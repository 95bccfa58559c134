//! The `extract` entry point.
//!
//! Drives one media item through
//! `UNSTARTED → NORMALIZING → PARSING → VALIDATING → MERGING → RESOLVING`
//! and ends in `DONE`, `DISCARDED` (clean run below threshold) or `FAILED`
//! (no text obtainable, bad config, or the deadline fired without partial
//! results allowed). Everything before resolution is synchronous and
//! deterministic.

use std::fmt;
use std::sync::Arc;

use thiserror::Error;
use tokio::time::Instant;
use tracing::{debug, info, instrument, warn};

use crate::assemble::{AssemblyInput, assemble};
use crate::config::{ConfigError, ExtractionConfig};
use crate::merge::{MergeOutcome, SourceCandidates, merge_source, select_source};
use crate::model::{ExtractionResult, ExtractionStats, SourceType};
use crate::parser::{ParseOptions, parse_tracklist};
use crate::resolver::{DetailProvider, SearchProvider, TrackResolver};
use crate::source::{SourceError, TextSource, rank_comments};
use crate::text::normalize_text;

/// Lifecycle of one extraction.
#[derive(Debug, Clone, Copy, PartialEq, Eq)]
pub enum ExtractionStage {
    Unstarted,
    Normalizing,
    Parsing,
    Validating,
    Merging,
    Resolving,
    Done,
    Discarded,
    Failed,
}

impl ExtractionStage {
    #[must_use]
    pub fn as_str(self) -> &'static str {
        match self {
            Self::Unstarted => "UNSTARTED",
            Self::Normalizing => "NORMALIZING",
            Self::Parsing => "PARSING",
            Self::Validating => "VALIDATING",
            Self::Merging => "MERGING",
            Self::Resolving => "RESOLVING",
            Self::Done => "DONE",
            Self::Discarded => "DISCARDED",
            Self::Failed => "FAILED",
        }
    }

    /// Returns true for `DONE`, `DISCARDED` and `FAILED`.
    #[must_use]
    pub fn is_terminal(self) -> bool {
        matches!(self, Self::Done | Self::Discarded | Self::Failed)
    }
}

impl fmt::Display for ExtractionStage {
    fn fmt(&self, f: &mut fmt::Formatter<'_>) -> fmt::Result {
        f.write_str(self.as_str())
    }
}

/// Errors that end an extraction in `FAILED`.
#[derive(Debug, Error)]
pub enum ExtractError {
    /// Neither the description nor the comments could be obtained
    #[error(
        "no text available for '{source_id}': description: {description}; comments: {comments}\n  Suggestion: Check the source id and that the text source is reachable"
    )]
    SourceUnavailable {
        /// The media identifier
        source_id: String,
        /// Why the description failed
        description: String,
        /// Why the comments failed
        comments: String,
    },

    /// The configuration was rejected
    #[error("invalid configuration: {0}")]
    InvalidConfig(#[from] ConfigError),

    /// Resolution did not finish before the deadline
    #[error(
        "deadline of {deadline_ms} ms exceeded for '{source_id}' ({resolved} of {total} tracks resolved)\n  Suggestion: Raise deadline_ms or set allow_partial_results"
    )]
    DeadlineExceeded {
        /// The media identifier
        source_id: String,
        /// The configured deadline
        deadline_ms: u64,
        /// Tracks finished before the deadline
        resolved: usize,
        /// Tracks that were being resolved
        total: usize,
    },
}

impl ExtractError {
    fn source_unavailable(source_id: &str, description: &SourceError, comments: &SourceError) -> Self {
        Self::SourceUnavailable {
            source_id: source_id.to_string(),
            description: description.to_string(),
            comments: comments.to_string(),
        }
    }
}

struct StageTracker<'a> {
    source_id: &'a str,
    stage: ExtractionStage,
}

impl<'a> StageTracker<'a> {
    fn new(source_id: &'a str) -> Self {
        Self {
            source_id,
            stage: ExtractionStage::Unstarted,
        }
    }

    fn advance(&mut self, next: ExtractionStage) {
        debug!(source_id = self.source_id, from = %self.stage, to = %next, "stage transition");
        self.stage = next;
    }
}

/// Extracts, resolves and assembles the tracklist for `source_id`.
///
/// Comments are only fetched when the description does not qualify on its
/// own (or when the config asks to consult them anyway). A failure of one
/// text part is logged and treated as absent; both failing is fatal.
///
/// Dropping the returned future aborts in-flight lookups.
///
/// # Errors
///
/// Returns [`ExtractError`] for invalid config, when no text is obtainable,
/// or when the deadline fires and partial results are not allowed.
#[instrument(skip(text_source, search, detail, config), fields(text_source = text_source.name(), search = search.name()))]
pub async fn extract(
    source_id: &str,
    text_source: &dyn TextSource,
    search: Arc<dyn SearchProvider>,
    detail: Option<Arc<dyn DetailProvider>>,
    config: &ExtractionConfig,
) -> Result<ExtractionResult, ExtractError> {
    let mut stage = StageTracker::new(source_id);
    if let Err(error) = config.validate() {
        stage.advance(ExtractionStage::Failed);
        return Err(error.into());
    }
    let deadline = config.deadline().map(|d| Instant::now() + d);
    let mut stats = ExtractionStats::default();

    let description = text_source.description(source_id).await;
    if let Err(error) = &description {
        warn!(source_id, error = %error, "description unavailable");
    }

    stage.advance(ExtractionStage::Normalizing);
    let description_text = description.as_ref().ok().map(|raw| normalize_text(raw));

    stage.advance(ExtractionStage::Parsing);
    let description_candidates = description_text.as_deref().map(|text| SourceCandidates {
        source_ref: SourceType::Description.to_string(),
        merged: parse_and_merge(text, ParseOptions::description(), config, &mut stats),
    });
    stage.advance(ExtractionStage::Validating);
    debug!(
        source_id,
        lines = stats.lines_scanned,
        no_match = stats.no_match_lines,
        rejected = stats.rejected_candidates,
        "description parsed"
    );

    let description_qualifies = description_candidates
        .as_ref()
        .is_some_and(|d| d.merged.qualifies(config.qualifying_threshold));
    let need_comments =
        !description_qualifies || config.consult_comments_when_description_qualifies;

    let comments = if need_comments && config.max_comments_scanned > 0 {
        match text_source.top_comments(source_id).await {
            Ok(comments) => rank_comments(comments, config.max_comments_scanned),
            Err(comments_error) => {
                if let Err(description_error) = &description {
                    stage.advance(ExtractionStage::Failed);
                    return Err(ExtractError::source_unavailable(
                        source_id,
                        description_error,
                        &comments_error,
                    ));
                }
                warn!(source_id, error = %comments_error, "comments unavailable");
                Vec::new()
            }
        }
    } else if let Err(description_error) = &description {
        stage.advance(ExtractionStage::Failed);
        let skipped = SourceError::unavailable(source_id, "comments", "max_comments_scanned is 0");
        return Err(ExtractError::source_unavailable(source_id, description_error, &skipped));
    } else {
        Vec::new()
    };

    stage.advance(ExtractionStage::Merging);
    let ranked = comments.iter().enumerate().map(|(rank, comment)| {
        let source_ref = comment
            .id
            .clone()
            .unwrap_or_else(|| format!("comment#{}", rank + 1));
        let text = normalize_text(&comment.text);
        SourceCandidates {
            merged: parse_and_merge(
                &text,
                ParseOptions::comment(source_ref.as_str()),
                config,
                &mut stats,
            ),
            source_ref,
        }
    });
    let selection = select_source(description_candidates, ranked, config.selection_policy());
    stats.comments_scanned = selection.comments_scanned;

    let Some(selected) = selection.selected else {
        stage.advance(ExtractionStage::Discarded);
        info!(source_id, comments_scanned = stats.comments_scanned, "no source qualified; discarding");
        return Ok(ExtractionResult::discarded(source_id, stats));
    };
    stats.duplicates_merged = selected.merged.duplicates_merged;

    stage.advance(ExtractionStage::Resolving);
    let total = selected.merged.len();
    let resolver = TrackResolver::new(search, detail, config.resolver_options());
    let outcome = resolver.resolve_all(selected.merged.candidates, deadline).await;

    // Nothing resolved before the deadline: there is no partial tracklist to return.
    if !outcome.complete && (!config.allow_partial_results || outcome.tracks.is_empty()) {
        stage.advance(ExtractionStage::Failed);
        return Err(ExtractError::DeadlineExceeded {
            source_id: source_id.to_string(),
            deadline_ms: config.deadline_ms.unwrap_or_default(),
            resolved: outcome.tracks.len(),
            total,
        });
    }

    let result = assemble(
        AssemblyInput {
            source_id: source_id.to_string(),
            extracted_from: selected.extracted_from,
            source_ref: Some(selected.source_ref),
            partial: !outcome.complete,
            tracks: outcome.tracks,
            stats,
        },
        config.qualifying_threshold,
    );
    stage.advance(if result.accepted {
        ExtractionStage::Done
    } else {
        ExtractionStage::Discarded
    });
    Ok(result)
}

fn parse_and_merge(
    text: &str,
    options: ParseOptions,
    config: &ExtractionConfig,
    stats: &mut ExtractionStats,
) -> MergeOutcome {
    let options = options.with_min_line_length(config.min_line_length);
    let parsed = parse_tracklist(text, &options);
    stats.lines_scanned += parsed.lines_scanned;
    stats.no_match_lines += parsed.no_match;
    stats.rejected_candidates += parsed.rejected;
    merge_source(parsed.candidates, config.merge_window_seconds)
}

#[cfg(test)]
#[allow(clippy::unwrap_used)]
mod tests {
    use async_trait::async_trait;

    use super::*;
    use crate::model::ExtractedFrom;
    use crate::resolver::{FallbackOnlySearch, ResolveError, SearchHit};
    use crate::source::{Comment, SourceText};

    struct EchoSearch;

    #[async_trait]
    impl SearchProvider for EchoSearch {
        fn name(&self) -> &'static str {
            "echo"
        }

        async fn search(&self, query: &str) -> Result<Option<SearchHit>, ResolveError> {
            let id = query.to_lowercase().replace(' ', "-");
            Ok(Some(SearchHit {
                canonical_url: format!("https://www.youtube.com/watch?v={id}"),
                external_id: id,
                thumbnail_url: None,
                title: None,
            }))
        }
    }

    const THREE_TRACKS: &str =
        "00:00 - Artist A - Song A\n03:25 - Artist B - Song B\n06:45 - Artist C - Song C";

    #[tokio::test]
    async fn test_extract_description_tracklist() {
        let source = SourceText::new().with_description(THREE_TRACKS);
        let result = extract("vid", &source, Arc::new(EchoSearch), None, &ExtractionConfig::default())
            .await
            .unwrap();
        assert!(result.accepted);
        assert_eq!(result.extracted_from, ExtractedFrom::Description);
        assert_eq!(result.source_ref.as_deref(), Some("description"));
        let seconds: Vec<_> = result.tracks.iter().map(|t| t.candidate.seconds).collect();
        assert_eq!(seconds, vec![Some(0), Some(205), Some(405)]);
        assert_eq!(result.stats.resolved, 3);
        assert_eq!(result.stats.comments_scanned, 0);
    }

    #[tokio::test]
    async fn test_extract_falls_back_to_comment_with_fallback_links() {
        let source = SourceText::new()
            .with_description("00:00 Lone Artist - Lone Song")
            .with_comments(vec![
                Comment::new("great mix", 100),
                Comment::new("1. Aa - Bb\n2. Cc - Dd\n3. Ee - Ff", 50).with_id("thread-9"),
            ]);
        let result = extract(
            "vid",
            &source,
            Arc::new(FallbackOnlySearch),
            None,
            &ExtractionConfig::default(),
        )
        .await
        .unwrap();
        assert!(result.accepted);
        assert_eq!(result.extracted_from, ExtractedFrom::Comments);
        assert_eq!(result.source_ref.as_deref(), Some("thread-9"));
        assert_eq!(result.stats.comments_scanned, 2);
        assert!(result.tracks.iter().all(|t| t.is_fallback()));
        assert!(result.tracks.iter().all(|t| t.candidate.source_ref == "thread-9"));
    }

    #[tokio::test]
    async fn test_extract_both_sources_unavailable_fails() {
        let err = extract(
            "vid",
            &SourceText::new(),
            Arc::new(EchoSearch),
            None,
            &ExtractionConfig::default(),
        )
        .await
        .unwrap_err();
        assert!(matches!(err, ExtractError::SourceUnavailable { .. }));
    }

    #[tokio::test]
    async fn test_extract_comments_unavailable_degrades() {
        let source = SourceText::new().with_description("just a vlog today");
        let result = extract("vid", &source, Arc::new(EchoSearch), None, &ExtractionConfig::default())
            .await
            .unwrap();
        assert!(!result.accepted);
        assert!(result.tracks.is_empty());
        assert_eq!(result.extracted_from, ExtractedFrom::None);
    }

    #[tokio::test]
    async fn test_extract_invalid_config_fails() {
        let config = ExtractionConfig {
            qualifying_threshold: 0,
            ..ExtractionConfig::default()
        };
        let err = extract("vid", &SourceText::new(), Arc::new(EchoSearch), None, &config)
            .await
            .unwrap_err();
        assert!(matches!(err, ExtractError::InvalidConfig(_)));
    }

    struct StalledSearch;

    #[async_trait]
    impl SearchProvider for StalledSearch {
        fn name(&self) -> &'static str {
            "stalled"
        }

        async fn search(&self, _query: &str) -> Result<Option<SearchHit>, ResolveError> {
            tokio::time::sleep(std::time::Duration::from_secs(30)).await;
            Ok(None)
        }
    }

    #[tokio::test]
    async fn test_extract_partial_with_nothing_resolved_fails() {
        let source = SourceText::new().with_description(THREE_TRACKS);
        let config = ExtractionConfig {
            per_call_timeout_ms: 60_000,
            deadline_ms: Some(50),
            allow_partial_results: true,
            ..ExtractionConfig::default()
        };
        let err = extract("vid", &source, Arc::new(StalledSearch), None, &config)
            .await
            .unwrap_err();
        match err {
            ExtractError::DeadlineExceeded { resolved, total, .. } => {
                assert_eq!(resolved, 0);
                assert_eq!(total, 3);
            }
            other => panic!("expected DeadlineExceeded, got {other:?}"),
        }
    }

    #[test]
    fn test_stage_labels() {
        assert_eq!(ExtractionStage::Resolving.to_string(), "RESOLVING");
        assert!(ExtractionStage::Discarded.is_terminal());
        assert!(!ExtractionStage::Merging.is_terminal());
    }
}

____

Task prompt - Each line of the data that holds the word "parsed" should be copied.

Reply to the exercise -
        "description parsed"
    let parsed = parse_tracklist(text, &options);
    stats.lines_scanned += parsed.lines_scanned;
    stats.no_match_lines += parsed.no_match;
    stats.rejected_candidates += parsed.rejected;
    merge_source(parsed.candidates, config.merge_window_seconds)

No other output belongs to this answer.